## EXERCISE GOAL
Filter the entries below, keeping only lines with the word "info".
Segment Open
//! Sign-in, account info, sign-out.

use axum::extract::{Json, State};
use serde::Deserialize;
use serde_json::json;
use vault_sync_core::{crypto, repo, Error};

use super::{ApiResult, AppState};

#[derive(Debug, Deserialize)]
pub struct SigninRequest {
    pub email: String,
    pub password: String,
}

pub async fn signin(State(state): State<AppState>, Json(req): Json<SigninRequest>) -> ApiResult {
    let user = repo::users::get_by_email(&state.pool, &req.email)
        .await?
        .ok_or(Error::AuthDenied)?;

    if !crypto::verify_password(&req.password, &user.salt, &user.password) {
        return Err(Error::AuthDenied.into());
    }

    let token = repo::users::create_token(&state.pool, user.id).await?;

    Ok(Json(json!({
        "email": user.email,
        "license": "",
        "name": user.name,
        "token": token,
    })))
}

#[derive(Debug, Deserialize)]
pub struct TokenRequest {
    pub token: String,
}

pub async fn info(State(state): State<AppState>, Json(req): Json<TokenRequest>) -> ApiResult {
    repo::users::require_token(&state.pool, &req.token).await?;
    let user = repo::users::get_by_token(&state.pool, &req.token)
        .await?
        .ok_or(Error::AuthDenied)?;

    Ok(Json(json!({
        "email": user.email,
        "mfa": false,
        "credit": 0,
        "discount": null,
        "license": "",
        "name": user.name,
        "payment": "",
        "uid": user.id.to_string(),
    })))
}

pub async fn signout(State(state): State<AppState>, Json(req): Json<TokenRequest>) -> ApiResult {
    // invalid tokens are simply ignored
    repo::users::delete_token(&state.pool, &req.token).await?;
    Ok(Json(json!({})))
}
Segment Closed
## RESULT OF THIS TASK
//! Sign-in, account info, sign-out.
pub async fn info(State(state): State<AppState>, Json(req): Json<TokenRequest>) -> ApiResult {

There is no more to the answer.